One explanation for the findings of the present study that HCWs view HH as less protective of them might be the cognitive bias that exists among many of them, as it does in the general public, whereby they perceive PPE as a solution but forget to perform HH in the course of their work .
This interpretation is consistent with other research in the literature about the prevention of hospital-acquired infections, which indicates that despite a variety of interventions conducted for HCWs, the levels of compliance with HH still remain low at 50–60% [22,23,24]. during the COVID-19 crisis Reports from China indicate that suboptimal HH after contact with patients was linked to COVID-19 [25, 26]. Long exposure time to large numbers of infected patients directly increased the risk of HCW infections [11, 12].

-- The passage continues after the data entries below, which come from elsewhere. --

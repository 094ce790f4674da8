use serde::{Deserialize, Serialize};

/// 单道题目
///
/// 作答期间不可变。`correct_answer` 只做反序列化，不会再发送出去，
/// 也不会出现在 [`QuestionView`] 中。
#[derive(Debug, Clone, Serialize, Deserialize)]
pub struct Question {
    #[serde(rename = "_id", alias = "id")]
    pub id: String,
    #[serde(rename = "text", alias = "prompt")]
    pub prompt: String,
    #[serde(default)]
    pub options: Vec<String>,
    #[serde(rename = "correctAnswer", default, skip_serializing)]
    pub correct_answer: Option<usize>,
    #[serde(default, skip_serializing_if = "Option::is_none")]
    pub explanation: Option<String>,
}

impl Question {
    pub fn has_option(&self, value: &str) -> bool {
        self.options.iter().any(|o| o == value)
    }
}

/// 展示给学生的题目视图
#[derive(Debug, Clone, PartialEq, Eq, Serialize)]
pub struct QuestionView {
    /// 从 0 开始
    pub index: usize,
    pub total: usize,
    pub question_id: String,
    pub prompt: String,
    pub options: Vec<String>,
    pub selected: Option<String>,
}

impl QuestionView {
    pub fn is_last(&self) -> bool {
        self.index + 1 == self.total
    }
}
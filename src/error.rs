use thiserror::Error;

/// 应用程序错误类型
#[derive(Debug, Error)]
pub enum AppError {
    /// API 调用错误
    #[error("API错误: {0}")]
    Api(#[from] ApiError),
    /// 测验加载错误
    #[error("加载错误: {0}")]
    Load(#[from] LoadError),
    /// 会话使用错误
    #[error("会话错误: {0}")]
    Session(#[from] SessionError),
    /// 配置错误
    #[error("配置错误: {0}")]
    Config(#[from] ConfigError),
    /// 文件操作错误
    #[error("文件错误: {0}")]
    File(#[from] FileError),
}

/// API 调用错误
#[derive(Debug, Error)]
pub enum ApiError {
    /// 网络请求失败
    #[error("API请求失败 ({endpoint}): {source}")]
    RequestFailed {
        endpoint: String,
        #[source]
        source: Box<dyn std::error::Error + Send + Sync>,
    },
    /// API 返回错误响应
    #[error("API返回错误响应 ({endpoint}): status={status}, message={message:?}")]
    BadResponse {
        endpoint: String,
        status: u16,
        message: Option<String>,
    },
    /// 资源不存在
    #[error("资源不存在: {endpoint}")]
    NotFound { endpoint: String },
    /// 未授权（token 缺失或失效）
    #[error("未授权访问: {endpoint}")]
    Unauthorized { endpoint: String },
    /// JSON 解析失败
    #[error("JSON解析失败: {source}")]
    JsonParseFailed {
        #[source]
        source: Box<dyn std::error::Error + Send + Sync>,
    },
}

/// 测验加载错误（加载失败时展示"测验不可用"，不重试）
#[derive(Debug, Error)]
pub enum LoadError {
    /// 测验不存在
    #[error("测验不存在: {quiz_id}")]
    NotFound { quiz_id: String },
    /// 测验未激活
    #[error("测验未激活: {quiz_id}")]
    Inactive { quiz_id: String },
    /// 测验尚未开放
    #[error("测验 {quiz_id} 将于 {starts_on} 开放")]
    NotYetOpen {
        quiz_id: String,
        starts_on: chrono::DateTime<chrono::Utc>,
    },
    /// 测验没有题目
    #[error("测验 {quiz_id} 没有题目")]
    NoQuestions { quiz_id: String },
    /// 测验时长不合法
    #[error("测验 {quiz_id} 时长不合法: {duration} 分钟")]
    InvalidDuration { quiz_id: String, duration: u32 },
}

/// 会话使用错误（调用方误用）
#[derive(Debug, Error, PartialEq, Eq)]
pub enum SessionError {
    /// 题目序列为空
    #[error("题目序列不能为空")]
    NoQuestions,
    /// 题目选项数量不足
    #[error("题目 {question_id} 只有 {count} 个选项，至少需要 2 个")]
    TooFewOptions { question_id: String, count: usize },
    /// 题目ID重复
    #[error("题目ID重复: {question_id}")]
    DuplicateQuestion { question_id: String },
}

/// 配置错误
#[derive(Debug, Error)]
pub enum ConfigError {
    /// 环境变量解析失败
    #[error("环境变量 {var_name} 解析失败: 值 '{value}' 无法转换为 {expected_type}")]
    EnvVarParseFailed {
        var_name: String,
        value: String,
        expected_type: String,
    },
    /// 缺少必填配置项
    #[error("缺少配置项: {key}")]
    Missing { key: String },
    /// 配置值不合法
    #[error("配置项 {key} 不合法: {reason}")]
    InvalidValue { key: String, reason: String },
}

/// 文件操作错误
#[derive(Debug, Error)]
pub enum FileError {
    /// 读取文件失败
    #[error("读取文件失败 ({path}): {source}")]
    ReadFailed {
        path: String,
        #[source]
        source: std::io::Error,
    },
    /// 写入文件失败
    #[error("写入文件失败 ({path}): {source}")]
    WriteFailed {
        path: String,
        #[source]
        source: std::io::Error,
    },
    /// TOML 解析失败
    #[error("TOML解析失败 ({path}): {source}")]
    TomlParseFailed {
        path: String,
        #[source]
        source: toml::de::Error,
    },
}

// ========== 从常见错误类型转换 ==========

impl From<reqwest::Error> for AppError {
    fn from(err: reqwest::Error) -> Self {
        let endpoint = err
            .url()
            .map(|u| u.path().to_string())
            .unwrap_or_default();
        if err.is_decode() {
            AppError::Api(ApiError::JsonParseFailed {
                source: Box::new(err),
            })
        } else {
            AppError::Api(ApiError::RequestFailed {
                endpoint,
                source: Box::new(err),
            })
        }
    }
}

impl From<serde_json::Error> for AppError {
    fn from(err: serde_json::Error) -> Self {
        AppError::Api(ApiError::JsonParseFailed {
            source: Box::new(err),
        })
    }
}

impl From<toml::de::Error> for AppError {
    fn from(err: toml::de::Error) -> Self {
        AppError::File(FileError::TomlParseFailed {
            path: String::new(), // TOML错误不包含路径信息
            source: err,
        })
    }
}

impl From<std::io::Error> for AppError {
    fn from(err: std::io::Error) -> Self {
        AppError::File(FileError::ReadFailed {
            path: String::new(),
            source: err,
        })
    }
}

// ========== 便捷构造函数 ==========

impl AppError {
    /// 创建API请求失败错误
    pub fn api_request_failed(
        endpoint: impl Into<String>,
        source: impl std::error::Error + Send + Sync + 'static,
    ) -> Self {
        AppError::Api(ApiError::RequestFailed {
            endpoint: endpoint.into(),
            source: Box::new(source),
        })
    }

    /// 创建文件读取错误
    pub fn file_read_failed(path: impl Into<String>, source: std::io::Error) -> Self {
        AppError::File(FileError::ReadFailed {
            path: path.into(),
            source,
        })
    }

    /// 创建 TOML 解析错误
    pub fn toml_parse_failed(path: impl Into<String>, source: toml::de::Error) -> Self {
        AppError::File(FileError::TomlParseFailed {
            path: path.into(),
            source,
        })
    }

    /// 是否为可重试错误
    ///
    /// 网络失败和服务端错误可以重试；校验失败、未授权和加载错误不行。
    pub fn is_retryable(&self) -> bool {
        match self {
            AppError::Api(ApiError::RequestFailed { .. }) => true,
            AppError::Api(ApiError::BadResponse { status, .. }) => *status >= 500 || *status == 429,
            _ => false,
        }
    }

    /// 面向用户的简短提示
    pub fn user_message(&self) -> String {
        match self {
            AppError::Api(ApiError::BadResponse {
                message: Some(msg), ..
            }) => msg.clone(),
            AppError::Api(ApiError::Unauthorized { .. }) => "登录已失效，请重新登录".to_string(),
            AppError::Api(ApiError::RequestFailed { .. }) => "网络异常，请稍后重试".to_string(),
            other => other.to_string(),
        }
    }
}

// ========== Result 类型别名 ==========

/// 应用程序结果类型
pub type AppResult<T> = Result<T, AppError>;

#[cfg(test)]
mod tests {
    use super::*;

    #[test]
    fn server_errors_are_retryable() {
        let err = AppError::Api(ApiError::BadResponse {
            endpoint: "/quizzes/q1/submit".to_string(),
            status: 503,
            message: None,
        });
        assert!(err.is_retryable());
    }

    #[test]
    fn validation_errors_are_not_retryable() {
        let err = AppError::Api(ApiError::BadResponse {
            endpoint: "/quizzes/q1/submit".to_string(),
            status: 400,
            message: Some("answers missing".to_string()),
        });
        assert!(!err.is_retryable());
        assert_eq!(err.user_message(), "answers missing");
    }

    #[test]
    fn load_errors_are_not_retryable() {
        let err: AppError = LoadError::Inactive {
            quiz_id: "q1".to_string(),
        }
        .into();
        assert!(!err.is_retryable());
        assert!(err.to_string().contains("q1"));
    }
}
//! 应用入口 - 编排层
//!
//! ## 职责
//!
//! 1. **应用初始化**：日志文件、选择后端（REST 或离线文件）
//! 2. **选择测验**：未配置测验ID时列出班级测验
//! 3. **加载作答**：失败时展示"测验不可用"后结束，不重试
//! 4. **运行会话**：标准输入作为命令源，交给 `SessionRunner`
//! 5. **结果页**：提交成功后从服务端获取成绩和排行榜

use crate::clients::{OfflineQuizApi, QuizApi, QuizClient};
use crate::config::Config;
use crate::error::{AppResult, ConfigError};
use crate::orchestrator::console::{self, ConsoleView, HELP};
use crate::orchestrator::runner::{RunOutcome, SessionRunner};
use crate::utils::logging::{init_log_file, log_startup, record_attempt};
use crate::workflow::{AttemptCtx, AttemptFlow};
use std::path::Path;
use std::sync::Arc;
use std::time::Duration;
use tokio::sync::mpsc;
use tracing::{error, info, warn};

/// 应用主结构
pub struct App {
    config: Config,
    flow: AttemptFlow,
    /// 离线模式下文件自带的测验ID
    fixture_quiz_id: Option<String>,
}

impl App {
    /// 初始化应用
    pub async fn initialize(config: Config) -> AppResult<Self> {
        init_log_file(&config.output_log_file)?;
        log_startup(&config);

        let (api, fixture_quiz_id): (Arc<dyn QuizApi>, Option<String>) =
            match &config.offline_fixture {
                Some(path) => {
                    let offline = OfflineQuizApi::from_file(Path::new(path)).await?;
                    let quiz_id = offline.quiz_id().to_string();
                    (Arc::new(offline), Some(quiz_id))
                }
                None => (Arc::new(QuizClient::new(&config)?), None),
            };

        Ok(Self {
            config,
            flow: AttemptFlow::new(api),
            fixture_quiz_id,
        })
    }

    /// 运行应用主逻辑
    pub async fn run(&self) -> AppResult<()> {
        let Some(quiz_id) = self.config.quiz_id.clone().or_else(|| self.fixture_quiz_id.clone())
        else {
            return self.list_quizzes().await;
        };
        let ctx = AttemptCtx::new(self.config.classroom_id.clone(), quiz_id);

        let session = match self.flow.load(&ctx).await {
            Ok(session) => session,
            Err(e) => {
                ConsoleView::quiz_unavailable(&e);
                record_attempt(&self.config.output_log_file, &ctx, &format!("不可用: {}", e))?;
                return Ok(());
            }
        };

        println!("{}", HELP);

        let (tx, mut rx) = mpsc::channel(32);
        console::spawn_stdin_reader(tx);

        let mut runner = SessionRunner::new(
            self.flow.clone(),
            ConsoleView::new(),
            Duration::from_millis(self.config.tick_interval_ms),
        );
        let outcome = runner.run(session, &mut rx).await?;

        let summary = match &outcome {
            RunOutcome::Submitted(ack) => {
                self.show_results(&ctx, ack).await;
                if ack.is_deferred() {
                    "已提交, 成绩待公布".to_string()
                } else {
                    format!("已提交, 得分 {:.1}", ack.score.unwrap_or_default())
                }
            }
            RunOutcome::Left => "离开, 未提交".to_string(),
        };

        info!("{} 📋 {}", ctx, summary);
        record_attempt(&self.config.output_log_file, &ctx, &summary)?;
        info!("日志已保存至: {}", self.config.output_log_file);

        Ok(())
    }

    /// 未指定测验时列出班级测验
    async fn list_quizzes(&self) -> AppResult<()> {
        let Some(classroom_id) = &self.config.classroom_id else {
            return Err(ConfigError::Missing {
                key: "quiz_id".to_string(),
            }
            .into());
        };

        let quizzes = self.flow.api().list_classroom_quizzes(classroom_id).await?;
        if quizzes.is_empty() {
            warn!("⚠️ 班级 {} 暂无测验", classroom_id);
            return Ok(());
        }

        println!("班级 {} 的测验:", classroom_id);
        for quiz in &quizzes {
            println!("  - {}", quiz);
        }
        println!("设置 QUIZ_ID 后重新运行以开始作答");
        Ok(())
    }

    /// 成绩和排行榜都以服务端为准，获取失败只影响展示
    async fn show_results(&self, ctx: &AttemptCtx, ack: &crate::models::SubmissionAck) {
        let result = match self.flow.fetch_results(ctx).await {
            Ok(result) => Some(result),
            Err(e) => {
                warn!("{} ⚠️ 成绩暂不可用: {}", ctx, e);
                None
            }
        };
        let board = self.flow.fetch_leaderboard(ctx).await.unwrap_or_else(|e| {
            error!("{} 排行榜获取失败: {}", ctx, e);
            Vec::new()
        });
        ConsoleView::results(ack, result.as_ref(), &board);
    }
}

Another guideline perceived as applicable but less protective is masks for contact with symptomatic patients. The professional literature indicates uncertainty about the effectiveness of wearing masks. Some say that wearing a mask can lead to false confidence . It is possible that the dispute about the degree of protection from masks led the respondents to indicate a gap between applicability and protection. It is also possible that the uncertainty that still exists about the transmission of the coronavirus (droplet or airborne) also contributed to the gap found in regard to masks between its applicability and the degree of its protection against contagion .
Recent studies in the field of infection control indicate that the official guidelines focus on the temporal order of actions in their broadest sense and cannot be totally comprehensive as exigency situations arise from the dynamic nature of the work, that exist in the care continuum [28, 29].
Respectively, in a crisis such as the COVID-19 epidemic, the staff faces new situations they did not conceive of before, as the virus spreads. Therefore, in the study we asked the respondents to share with us additional practices they perform that cannot be found in existing guidelines. The HCWs raised creative practices that indicate the importance of including the staff when confronting an epidemic crisis. Guidelines that are handed down from above are insufficient in a changing reality and it is important to hear the staff and accommodate them.
This study indicates there is a PPE shortage of for HCWs in Israel like in other countries . Many of the HCWs (69%) noted the PPE shortage. The HCWs executives interviewed for this research noted that the PPE shortage led to feelings of anger and frustration among the HCWs. During the crisis in Israel due to the PPE shortage for its employees, the MOH issued a statement at a press conference in mid-March, saying that HCWs do not need to wear PPE regularly but rather consider the situations in which they should do so .
Following the MOH statement, senior doctors from across the country came together and sent a letter to the government stating that their voices were not being heard, and that the state was abandoning them due to the severe shortage of PPE [32, 33]. The MOH statement was perceived as an excuse to cover up the inadequacy of the Israeli healthcare system, of which the PPE shortage is only one example .
The research limitation is that this is not a representative sample of all HCWs in Israel. However, the questionnaire was filled out by diverse sectors of the Jewish and Arab populations working in the Israeli healthcare system, both in the community and in hospitals. Follow-up studies might examine HCWs’ perceptions concerning the guidelines for treating COVID-19 patients: guidelines about care, their level of applicability, and suggestions from the staff can contribute important information to the healthcare system.